Find the line with "scope.mark_all_dirty_from(&f.tree, f.b, &mut tracer);" and the line with "f.tree.add_child(f.d, ext);" in the entries below; output exactly those two lines, every line between them, and no others.
-- Opening Marker --
#[cfg(test)]
mod tests {
    use alloc::vec;

    use super::*;
    use crate::id::ComponentKey;
    use crate::tree::ComponentTree;

    fn id(s: &str) -> ConnectorId {
        ConnectorId::new(s).unwrap()
    }

    /// `root -> [a (visible), b (invisible) -> [c -> [d]]]`
    struct Fixture {
        tree: ComponentTree,
        root: ComponentKey,
        a: ComponentKey,
        b: ComponentKey,
        c: ComponentKey,
        d: ComponentKey,
    }

    fn fixture() -> Fixture {
        let mut tree = ComponentTree::new();
        let root = tree.create_root(id("root"), "Root");
        let a = tree.create_component(id("a"), "Label");
        let b = tree.create_component(id("b"), "Panel");
        let c = tree.create_component(id("c"), "VerticalLayout");
        let d = tree.create_component(id("d"), "Button");
        tree.add_child(root, a);
        tree.add_child(root, b);
        tree.add_child(b, c);
        tree.add_child(c, d);
        tree.set_visible(b, false);
        Fixture {
            tree,
            root,
            a,
            b,
            c,
            d,
        }
    }

    #[test]
    fn new_scope_is_empty_and_quiet() {
        let f = fixture();
        let scope = SyncScope::new(f.root);
        assert_eq!(scope.root(), f.root);
        assert_eq!(scope.config(), ScopeConfig::quiet());
        assert!(scope.registry().is_empty());
        assert!(scope.dirty_connectors().is_empty());
    }

    #[test]
    fn register_then_lookup() {
        let f = fixture();
        let mut scope = SyncScope::new(f.root);
        let mut tracer = Tracer::none();
        for key in [f.root, f.a, f.b] {
            scope.register(&f.tree, key, &mut tracer).unwrap();
        }
        assert_eq!(scope.connector("root"), Some(f.root));
        assert_eq!(scope.connector("a"), Some(f.a));
        assert_eq!(scope.connector("b"), Some(f.b));
        assert_eq!(scope.connector("c"), None);
    }

    #[test]
    fn reregistration_leaves_state_unchanged() {
        let f = fixture();
        let mut scope = SyncScope::new(f.root);
        let mut tracer = Tracer::none();
        scope.register(&f.tree, f.a, &mut tracer).unwrap();
        scope.mark_dirty(&f.tree, f.a, &mut tracer);

        assert_eq!(
            scope.register(&f.tree, f.a, &mut tracer),
            Ok(Registration::AlreadyRegistered)
        );
        assert_eq!(scope.registry().len(), 1);
        assert!(scope.is_dirty(f.a));
        assert_eq!(scope.dirty_connectors().len(), 1);
    }

    #[test]
    fn duplicate_identifier_is_rejected() {
        let mut f = fixture();
        let impostor = f.tree.create_component(id("a"), "Label");
        let mut scope = SyncScope::new(f.root);
        let mut tracer = Tracer::none();
        scope.register(&f.tree, f.a, &mut tracer).unwrap();

        let err = scope.register(&f.tree, impostor, &mut tracer).unwrap_err();
        assert_eq!(
            err,
            SyncError::DuplicateIdentifier {
                id: id("a"),
                registered: f.a,
                rejected: impostor,
            }
        );
        assert_eq!(scope.connector("a"), Some(f.a));
        assert_eq!(scope.registry().len(), 1);
    }

    #[test]
    fn unregister_unknown_is_noop() {
        let f = fixture();
        let mut scope = SyncScope::new(f.root);
        let mut tracer = Tracer::none();
        scope.register(&f.tree, f.a, &mut tracer).unwrap();

        assert_eq!(
            scope.unregister(&f.tree, f.b, &mut tracer),
            Ok(Unregistration::NotRegistered)
        );
        assert_eq!(scope.registry().len(), 1);
    }

    #[test]
    fn unregister_wrong_instance_is_rejected() {
        let mut f = fixture();
        let impostor = f.tree.create_component(id("a"), "Label");
        let mut scope = SyncScope::new(f.root);
        let mut tracer = Tracer::none();
        scope.register(&f.tree, f.a, &mut tracer).unwrap();

        let err = scope.unregister(&f.tree, impostor, &mut tracer).unwrap_err();
        assert!(
            matches!(err, SyncError::IdentityMismatch { .. }),
            "unexpected error {err:?}"
        );
        assert_eq!(scope.connector("a"), Some(f.a));
    }

    #[test]
    fn mark_dirty_and_clean_are_idempotent() {
        let f = fixture();
        let mut scope = SyncScope::new(f.root);
        let mut tracer = Tracer::none();

        scope.mark_dirty(&f.tree, f.a, &mut tracer);
        scope.mark_dirty(&f.tree, f.a, &mut tracer);
        assert!(scope.is_dirty(f.a));
        assert_eq!(scope.dirty_connectors().len(), 1);

        scope.mark_clean(&f.tree, f.a, &mut tracer);
        scope.mark_clean(&f.tree, f.a, &mut tracer);
        assert!(!scope.is_dirty(f.a));
        assert!(scope.dirty_connectors().is_empty());
    }

    #[test]
    fn mark_all_clean_empties_dirty_set() {
        let f = fixture();
        let mut scope = SyncScope::new(f.root);
        let mut tracer = Tracer::none();
        scope.mark_dirty(&f.tree, f.a, &mut tracer);
        scope.mark_dirty(&f.tree, f.d, &mut tracer);

        assert_eq!(scope.mark_all_clean(&mut tracer), 2);
        assert!(scope.dirty_connectors().is_empty());
        assert_eq!(scope.mark_all_clean(&mut tracer), 0);
    }

    #[test]
    fn mark_all_dirty_prunes_invisible_subtree() {
        let f = fixture();
        let mut scope = SyncScope::new(f.root);
        let mut tracer = Tracer::none();

        assert_eq!(scope.mark_all_dirty(&f.tree, &mut tracer), 3);
        let dirty: Vec<_> = scope.dirty_connectors().iter().collect();
        assert_eq!(dirty, vec![f.root, f.a, f.b]);
        assert!(!scope.is_dirty(f.c));
        assert!(!scope.is_dirty(f.d));
    }

    #[test]
    fn mark_all_dirty_covers_visible_chain() {
        let mut f = fixture();
        f.tree.set_visible(f.b, true);
        let mut scope = SyncScope::new(f.root);
        let mut tracer = Tracer::none();

        scope.mark_all_dirty_from(&f.tree, f.b, &mut tracer);
        let dirty: Vec<_> = scope.dirty_connectors().iter().collect();
        assert_eq!(dirty, vec![f.b, f.c, f.d]);
    }

    #[test]
    fn mark_all_dirty_from_invisible_start_marks_only_start() {
        let f = fixture();
        let mut scope = SyncScope::new(f.root);
        let mut tracer = Tracer::none();

        assert_eq!(scope.mark_all_dirty_from(&f.tree, f.b, &mut tracer), 1);
        assert_eq!(scope.take_dirty(), vec![f.b]);
    }

    #[test]
    fn plain_connectors_are_walked_as_visible() {
        let mut f = fixture();
        let ext = f.tree.create_connector(id("x"), "Tooltip");
        let inner = f.tree.create_component(id("y"), "Label");
        f.tree.add_child(f.a, ext);
        f.tree.add_child(ext, inner);
        let mut scope = SyncScope::new(f.root);
        let mut tracer = Tracer::none();

        scope.mark_all_dirty(&f.tree, &mut tracer);
        assert!(scope.is_dirty(ext));
        assert!(scope.is_dirty(inner));
    }

    #[test]
    fn take_dirty_drains() {
        let f = fixture();
        let mut scope = SyncScope::new(f.root);
        let mut tracer = Tracer::none();
        scope.mark_dirty(&f.tree, f.d, &mut tracer);
        scope.mark_dirty(&f.tree, f.a, &mut tracer);

        assert_eq!(scope.take_dirty(), vec![f.a, f.d]);
        assert!(scope.dirty_connectors().is_empty());
    }

    #[test]
    fn reconcile_removes_only_unreachable_bindings() {
        let mut f = fixture();
        let mut scope = SyncScope::new(f.root);
        let mut tracer = Tracer::none();
        scope.attach(&f.tree, f.root, &mut tracer).unwrap();
        assert_eq!(scope.registry().len(), 5);

        // Detach from the tree without telling the scope.
        f.tree.remove_from_parent(f.a);
        let removed = scope.reconcile(&f.tree, &mut tracer);

        assert_eq!(removed, vec![(id("a"), f.a)]);
        assert_eq!(scope.connector("a"), None);
        for (name, key) in [("root", f.root), ("b", f.b), ("c", f.c), ("d", f.d)] {
            assert_eq!(scope.connector(name), Some(key), "{name} must survive");
        }
    }

    #[test]
    fn reconcile_uses_parent_chain_for_plain_connectors() {
        let mut f = fixture();
        let ext = f.tree.create_connector(id("x"), "Tooltip");
        f.tree.add_child(f.d, ext);
        let mut scope = SyncScope::new(f.root);
        let mut tracer = Tracer::none();
        scope.attach(&f.tree, f.root, &mut tracer).unwrap();

        assert!(scope.reconcile(&f.tree, &mut tracer).is_empty());

        f.tree.remove_from_parent(f.c);
        let removed = scope.reconcile(&f.tree, &mut tracer);
        let keys: Vec<_> = removed.into_iter().map(|(_, k)| k).collect();
        assert_eq!(keys, vec![f.c, f.d, ext]);
    }

    #[test]
    fn reconcile_drops_connectors_of_another_root() {
        let mut f = fixture();
        let other_root = f.tree.create_root(id("other"), "Root");
        let mut scope = SyncScope::new(f.root);
        let mut tracer = Tracer::none();
        scope.register(&f.tree, f.a, &mut tracer).unwrap();
        scope.register(&f.tree, other_root, &mut tracer).unwrap();

        let removed = scope.reconcile(&f.tree, &mut tracer);
        assert_eq!(removed, vec![(id("other"), other_root)]);
    }

    #[test]
    fn attach_registers_and_dirties_whole_subtree() {
        let f = fixture();
        let mut scope = SyncScope::new(f.root);
        let mut tracer = Tracer::none();
        scope.attach(&f.tree, f.root, &mut tracer).unwrap();

        assert_eq!(scope.registry().len(), 5);
        // Attach ignores visibility: hidden connectors still need bindings.
        assert!(scope.is_dirty(f.d));
        assert_eq!(scope.dirty_connectors().len(), 5);
    }

    #[test]
    fn attach_collision_changes_nothing() {
        let mut f = fixture();
        let mut scope = SyncScope::new(f.root);
        let mut tracer = Tracer::none();
        scope.register(&f.tree, f.root, &mut tracer).unwrap();

        let panel = f.tree.create_component(id("panel"), "Panel");
        let clash = f.tree.create_component(id("root"), "Label");
        f.tree.add_child(panel, clash);

        let err = scope.attach(&f.tree, panel, &mut tracer).unwrap_err();
        assert_eq!(err.id().as_str(), "root");
        assert_eq!(scope.connector("panel"), None, "nothing may be registered");
        assert!(scope.dirty_connectors().is_empty());
    }

    #[test]
    fn attach_collision_inside_subtree_is_rejected() {
        let mut f = fixture();
        let mut scope = SyncScope::new(f.root);
        let mut tracer = Tracer::none();

        let panel = f.tree.create_component(id("panel"), "Panel");
        let first = f.tree.create_component(id("same"), "Label");
        let second = f.tree.create_component(id("same"), "Label");
        f.tree.add_child(panel, first);
        f.tree.add_child(panel, second);

        let err = scope.attach(&f.tree, panel, &mut tracer).unwrap_err();
        assert_eq!(
            err,
            SyncError::DuplicateIdentifier {
                id: id("same"),
                registered: first,
                rejected: second,
            }
        );
        assert!(scope.registry().is_empty());
    }

    #[test]
    fn detach_unregisters_and_cleans_subtree() {
        let mut f = fixture();
        let mut scope = SyncScope::new(f.root);
        let mut tracer = Tracer::none();
        scope.attach(&f.tree, f.root, &mut tracer).unwrap();

        scope.detach(&f.tree, f.b, &mut tracer).unwrap();
        f.tree.remove_from_parent(f.b);

        for name in ["b", "c", "d"] {
            assert_eq!(scope.connector(name), None, "{name} must be unregistered");
        }
        assert!(!scope.is_dirty(f.c));
        assert!(scope.is_dirty(f.a));
        assert!(scope.reconcile(&f.tree, &mut tracer).is_empty());
    }

    #[test]
    fn detach_mismatch_changes_nothing() {
        let mut f = fixture();
        let mut scope = SyncScope::new(f.root);
        let mut tracer = Tracer::none();
        scope.attach(&f.tree, f.root, &mut tracer).unwrap();

        let panel = f.tree.create_component(id("panel"), "Panel");
        let impostor = f.tree.create_component(id("a"), "Label");
        f.tree.add_child(panel, impostor);

        let err = scope.detach(&f.tree, panel, &mut tracer).unwrap_err();
        assert!(matches!(err, SyncError::IdentityMismatch { .. }));
        assert_eq!(scope.registry().len(), 5);
        assert_eq!(scope.connector("a"), Some(f.a));
    }

    #[test]
    fn detach_with_reconcile_sweeps_stale_bindings() {
        let mut f = fixture();
        let mut scope = SyncScope::with_config(f.root, ScopeConfig::verbose());
        assert!(scope.config().reconcile_after_detach);
        let mut tracer = Tracer::none();
        scope.attach(&f.tree, f.root, &mut tracer).unwrap();

        // `a` leaves the tree unnoticed; detaching `b` later sweeps it up.
        f.tree.remove_from_parent(f.a);
        f.tree.remove_from_parent(f.b);
        scope.detach(&f.tree, f.b, &mut tracer).unwrap();

        assert_eq!(scope.registry().len(), 1);
        assert_eq!(scope.connector("root"), Some(f.root));
    }
}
-- Closing Marker --
Output for this exercise:
        scope.mark_all_dirty_from(&f.tree, f.b, &mut tracer);
        let dirty: Vec<_> = scope.dirty_connectors().iter().collect();
        assert_eq!(dirty, vec![f.b, f.c, f.d]);
    }

    #[test]
    fn mark_all_dirty_from_invisible_start_marks_only_start() {
        let f = fixture();
        let mut scope = SyncScope::new(f.root);
        let mut tracer = Tracer::none();

        assert_eq!(scope.mark_all_dirty_from(&f.tree, f.b, &mut tracer), 1);
        assert_eq!(scope.take_dirty(), vec![f.b]);
    }

    #[test]
    fn plain_connectors_are_walked_as_visible() {
        let mut f = fixture();
        let ext = f.tree.create_connector(id("x"), "Tooltip");
        let inner = f.tree.create_component(id("y"), "Label");
        f.tree.add_child(f.a, ext);
        f.tree.add_child(ext, inner);
        let mut scope = SyncScope::new(f.root);
        let mut tracer = Tracer::none();

        scope.mark_all_dirty(&f.tree, &mut tracer);
        assert!(scope.is_dirty(ext));
        assert!(scope.is_dirty(inner));
    }

    #[test]
    fn take_dirty_drains() {
        let f = fixture();
        let mut scope = SyncScope::new(f.root);
        let mut tracer = Tracer::none();
        scope.mark_dirty(&f.tree, f.d, &mut tracer);
        scope.mark_dirty(&f.tree, f.a, &mut tracer);

        assert_eq!(scope.take_dirty(), vec![f.a, f.d]);
        assert!(scope.dirty_connectors().is_empty());
    }

    #[test]
    fn reconcile_removes_only_unreachable_bindings() {
        let mut f = fixture();
        let mut scope = SyncScope::new(f.root);
        let mut tracer = Tracer::none();
        scope.attach(&f.tree, f.root, &mut tracer).unwrap();
        assert_eq!(scope.registry().len(), 5);

        // Detach from the tree without telling the scope.
        f.tree.remove_from_parent(f.a);
        let removed = scope.reconcile(&f.tree, &mut tracer);

        assert_eq!(removed, vec![(id("a"), f.a)]);
        assert_eq!(scope.connector("a"), None);
        for (name, key) in [("root", f.root), ("b", f.b), ("c", f.c), ("d", f.d)] {
            assert_eq!(scope.connector(name), Some(key), "{name} must survive");
        }
    }

    #[test]
    fn reconcile_uses_parent_chain_for_plain_connectors() {
        let mut f = fixture();
        let ext = f.tree.create_connector(id("x"), "Tooltip");
        f.tree.add_child(f.d, ext);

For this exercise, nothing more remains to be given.